Problem requirements: All of the data needs to be printed again, exactly as written.
[Start of section]
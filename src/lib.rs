//! ByteTrack multi-object tracking core.
//!
//! Feed one frame of [`Object`] detections at a time into
//! [`ByteTracker::update`] and get back [`TrackRecord`]s carrying identities
//! that stay stable across frames and short occlusions.
//!
//! ```
//! use bytetrack_core::{ByteTracker, Object};
//!
//! let mut tracker = ByteTracker::default();
//! let tracks = tracker.update(&[Object::from_tlwh(10.0, 10.0, 20.0, 20.0, 0.9, 0)]);
//! assert_eq!(tracks[0].track_id, 1);
//! ```

pub mod byte_tracker;
pub mod config;
pub mod error;
pub mod object;
pub mod rect;
pub mod strack;

mod kalman_filter;
mod lapjv;
mod matching;

pub use byte_tracker::ByteTracker;
pub use config::ByteTrackerConfig;
pub use error::TrackError;
pub use object::Object;
pub use rect::Rect;
pub use strack::{TrackRecord, TrackState};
[End of section]
Your solution:
filename src/lib.rs
//! ByteTrack multi-object tracking core.
//!
//! Feed one frame of [`Object`] detections at a time into
//! [`ByteTracker::update`] and get back [`TrackRecord`]s carrying identities
//! that stay stable across frames and short occlusions.
//!
//! ```
//! use bytetrack_core::{ByteTracker, Object};
//!
//! let mut tracker = ByteTracker::default();
//! let tracks = tracker.update(&[Object::from_tlwh(10.0, 10.0, 20.0, 20.0, 0.9, 0)]);
//! assert_eq!(tracks[0].track_id, 1);
//! ```

pub mod byte_tracker;
pub mod config;
pub mod error;
pub mod object;
pub mod rect;
pub mod strack;

mod kalman_filter;
mod lapjv;
mod matching;

pub use byte_tracker::ByteTracker;
pub use config::ByteTrackerConfig;
pub use error::TrackError;
pub use object::Object;
pub use rect::Rect;
pub use strack::{TrackRecord, TrackState};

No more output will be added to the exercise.